EXERCISE DETAILS — Reproduce the records below; each should match the original exactly.

Stored data entries
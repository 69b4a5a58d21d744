//! menudraft Extractor
//!
//! Turns an uploaded menu into a [`Draft`](menudraft_domain::Draft).
//!
//! # Overview
//!
//! Two extraction paths share one output shape:
//!
//! - **Heuristic path** ([`extract_from_text`]): local and deterministic.
//!   Classifies plain-text lines into section headers and items, then runs
//!   keyword/regex detectors for service type, head count, start time and
//!   service format. Never fails.
//! - **AI path** ([`AiExtractor`]): base64-encodes the document and asks a
//!   generative model for a JSON draft. A response that cannot be parsed
//!   degrades to the placeholder draft instead of failing; transport errors
//!   are returned to the caller.
//!
//! # Architecture
//!
//! ```text
//! text/*          → heuristic → Draft
//! image/*, pdf    → AiExtractor → LLM → parser → Draft | placeholder Draft
//! ```
//!
//! # Example Usage
//!
//! ```
//! use menudraft_extractor::extract_from_text;
//! use menudraft_domain::ServiceType;
//!
//! let draft = extract_from_text("CENA:\nSopa\nPescado");
//! let service = &draft.detected_services[0];
//! assert_eq!(service.service_type, ServiceType::Dinner);
//! assert_eq!(service.sections[0].title, "CENA");
//! assert_eq!(service.sections[0].items, vec!["Sopa", "Pescado"]);
//! ```

#![warn(missing_docs)]

mod config;
mod error;
mod extractor;
mod heuristic;
mod parser;
mod prompt;

#[cfg(test)]
mod tests;

pub use config::ExtractorConfig;
pub use error::ExtractorError;
pub use extractor::AiExtractor;
pub use heuristic::{
    detect_format, detect_pax, detect_service_type, detect_start, extract_from_text,
    is_section_header, DEFAULT_SECTION_TITLE,
};
pub use parser::strip_code_fences;
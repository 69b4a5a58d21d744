//! menudraft Job Runner
//!
//! Orchestrates extraction jobs: creates them, runs them through the
//! state machine, and recovers the ones an invocation abandoned.
//!
//! # Run sequence
//!
//! ```text
//! load ──▶ terminal? ──yes──▶ stored outcome
//!            │ no
//!            ▼
//!      rate limit (ocr:<orgId>) ──over──▶ RateLimited (job untouched)
//!            ▼
//!      claim queued → processing ──lost──▶ InProgress
//!            ▼
//!      fetch attachment ─▶ text/*      → heuristic
//!                        ─▶ provider   → AI extractor
//!                        ─▶ otherwise  → placeholder draft
//!            ▼
//!      done + draft   |   failed + message (ExtractionFailed)
//! ```
//!
//! A placeholder draft is a successful outcome. A rate-limit hit is not a
//! job failure.
//!
//! # Example
//!
//! ```
//! use menudraft_domain::{Attachment, AttachmentId, ManualClock, ServiceType};
//! use menudraft_limiter::RateLimiter;
//! use menudraft_llm::MockProvider;
//! use menudraft_runner::{JobRunner, RunnerConfig};
//! use menudraft_store::{InMemoryAttachmentStore, InMemoryJobStore};
//! use std::sync::Arc;
//!
//! # #[tokio::main(flavor = "current_thread")]
//! # async fn main() {
//! let clock = Arc::new(ManualClock::new(0));
//! let attachments = Arc::new(InMemoryAttachmentStore::new());
//! let attachment = Attachment {
//!     id: AttachmentId::new(),
//!     org_id: "org-1".to_string(),
//!     storage_location: "org-1/cena.txt".to_string(),
//!     mime_type: "text/plain".to_string(),
//!     original_name: "cena.txt".to_string(),
//! };
//! attachments.insert(attachment.clone(), "CENA:\nSopa\nPescado");
//!
//! let runner: JobRunner<_, _, MockProvider> = JobRunner::new(
//!     Arc::new(InMemoryJobStore::new()),
//!     attachments,
//!     Arc::new(RateLimiter::new(clock.clone())),
//!     clock,
//!     RunnerConfig::default(),
//! );
//!
//! let job = runner.enqueue(attachment.id).await.unwrap();
//! let result = runner.run(job.job_id).await.unwrap();
//! assert_eq!(result.data.detected_services[0].service_type, ServiceType::Dinner);
//! # }
//! ```

#![warn(missing_docs)]

mod config;
mod error;
mod runner;
mod watchdog;

pub use config::{RunnerConfig, WatchdogConfig, NO_PROVIDER};
pub use error::RunError;
pub use runner::{
    effective_mime_type, parse_attachment_id, parse_job_id, EnqueueResult, JobRunner, RunResult,
};
pub use watchdog::{Watchdog, WatchdogHandle};
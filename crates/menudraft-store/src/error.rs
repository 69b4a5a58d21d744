//! Error types for storage operations

use menudraft_domain::InvalidTransition;
use thiserror::Error;

/// Errors that can occur during storage operations
#[derive(Error, Debug)]
pub enum StoreError {
    /// Database error
    #[error("Database error: {0}")]
    Database(#[from] rusqlite::Error),

    /// Record not found
    #[error("Not found: {0}")]
    NotFound(String),

    /// Invalid data format
    #[error("Invalid data: {0}")]
    InvalidData(String),

    /// Status change not allowed by the job state machine
    #[error(transparent)]
    InvalidTransition(#[from] InvalidTransition),

    /// Storage location escapes the attachments root
    #[error("Invalid storage location: {0}")]
    InvalidLocation(String),

    /// Filesystem error while reading attachment bytes
    #[error("I/O error: {0}")]
    Io(#[from] std::io::Error),
}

SOLUTION FOR THIS TASK —
repository 69b4a5a58d21d744
//! menudraft Extractor
//!
//! Turns an uploaded menu into a [`Draft`](menudraft_domain::Draft).
//!
//! # Overview
//!
//! Two extraction paths share one output shape:
//!
//! - **Heuristic path** ([`extract_from_text`]): local and deterministic.
//!   Classifies plain-text lines into section headers and items, then runs
//!   keyword/regex detectors for service type, head count, start time and
//!   service format. Never fails.
//! - **AI path** ([`AiExtractor`]): base64-encodes the document and asks a
//!   generative model for a JSON draft. A response that cannot be parsed
//!   degrades to the placeholder draft instead of failing; transport errors
//!   are returned to the caller.
//!
//! # Architecture
//!
//! ```text
//! text/*          → heuristic → Draft
//! image/*, pdf    → AiExtractor → LLM → parser → Draft | placeholder Draft
//! ```
//!
//! # Example Usage
//!
//! ```
//! use menudraft_extractor::extract_from_text;
//! use menudraft_domain::ServiceType;
//!
//! let draft = extract_from_text("CENA:\nSopa\nPescado");
//! let service = &draft.detected_services[0];
//! assert_eq!(service.service_type, ServiceType::Dinner);
//! assert_eq!(service.sections[0].title, "CENA");
//! assert_eq!(service.sections[0].items, vec!["Sopa", "Pescado"]);
//! ```

#![warn(missing_docs)]

mod config;
mod error;
mod extractor;
mod heuristic;
mod parser;
mod prompt;

#[cfg(test)]
mod tests;

pub use config::ExtractorConfig;
pub use error::ExtractorError;
pub use extractor::AiExtractor;
pub use heuristic::{
    detect_format, detect_pax, detect_service_type, detect_start, extract_from_text,
    is_section_header, DEFAULT_SECTION_TITLE,
};
pub use parser::strip_code_fences;
repository 69b4a5a58d21d744
//! menudraft Job Runner
//!
//! Orchestrates extraction jobs: creates them, runs them through the
//! state machine, and recovers the ones an invocation abandoned.
//!
//! # Run sequence
//!
//! ```text
//! load ──▶ terminal? ──yes──▶ stored outcome
//!            │ no
//!            ▼
//!      rate limit (ocr:<orgId>) ──over──▶ RateLimited (job untouched)
//!            ▼
//!      claim queued → processing ──lost──▶ InProgress
//!            ▼
//!      fetch attachment ─▶ text/*      → heuristic
//!                        ─▶ provider   → AI extractor
//!                        ─▶ otherwise  → placeholder draft
//!            ▼
//!      done + draft   |   failed + message (ExtractionFailed)
//! ```
//!
//! A placeholder draft is a successful outcome. A rate-limit hit is not a
//! job failure.
//!
//! # Example
//!
//! ```
//! use menudraft_domain::{Attachment, AttachmentId, ManualClock, ServiceType};
//! use menudraft_limiter::RateLimiter;
//! use menudraft_llm::MockProvider;
//! use menudraft_runner::{JobRunner, RunnerConfig};
//! use menudraft_store::{InMemoryAttachmentStore, InMemoryJobStore};
//! use std::sync::Arc;
//!
//! # #[tokio::main(flavor = "current_thread")]
//! # async fn main() {
//! let clock = Arc::new(ManualClock::new(0));
//! let attachments = Arc::new(InMemoryAttachmentStore::new());
//! let attachment = Attachment {
//!     id: AttachmentId::new(),
//!     org_id: "org-1".to_string(),
//!     storage_location: "org-1/cena.txt".to_string(),
//!     mime_type: "text/plain".to_string(),
//!     original_name: "cena.txt".to_string(),
//! };
//! attachments.insert(attachment.clone(), "CENA:\nSopa\nPescado");
//!
//! let runner: JobRunner<_, _, MockProvider> = JobRunner::new(
//!     Arc::new(InMemoryJobStore::new()),
//!     attachments,
//!     Arc::new(RateLimiter::new(clock.clone())),
//!     clock,
//!     RunnerConfig::default(),
//! );
//!
//! let job = runner.enqueue(attachment.id).await.unwrap();
//! let result = runner.run(job.job_id).await.unwrap();
//! assert_eq!(result.data.detected_services[0].service_type, ServiceType::Dinner);
//! # }
//! ```

#![warn(missing_docs)]

mod config;
mod error;
mod runner;
mod watchdog;

pub use config::{RunnerConfig, WatchdogConfig, NO_PROVIDER};
pub use error::RunError;
pub use runner::{
    effective_mime_type, parse_attachment_id, parse_job_id, EnqueueResult, JobRunner, RunResult,
};
pub use watchdog::{Watchdog, WatchdogHandle};
filename crates/menudraft-store/src/error.rs
repository 69b4a5a58d21d744
//! Error types for storage operations

use menudraft_domain::InvalidTransition;
use thiserror::Error;

/// Errors that can occur during storage operations
#[derive(Error, Debug)]
pub enum StoreError {
    /// Database error
    #[error("Database error: {0}")]
    Database(#[from] rusqlite::Error),

    /// Record not found
    #[error("Not found: {0}")]
    NotFound(String),

    /// Invalid data format
    #[error("Invalid data: {0}")]
    InvalidData(String),

    /// Status change not allowed by the job state machine
    #[error(transparent)]
    InvalidTransition(#[from] InvalidTransition),

    /// Storage location escapes the attachments root
    #[error("Invalid storage location: {0}")]
    InvalidLocation(String),

    /// Filesystem error while reading attachment bytes
    #[error("I/O error: {0}")]
    Io(#[from] std::io::Error),
}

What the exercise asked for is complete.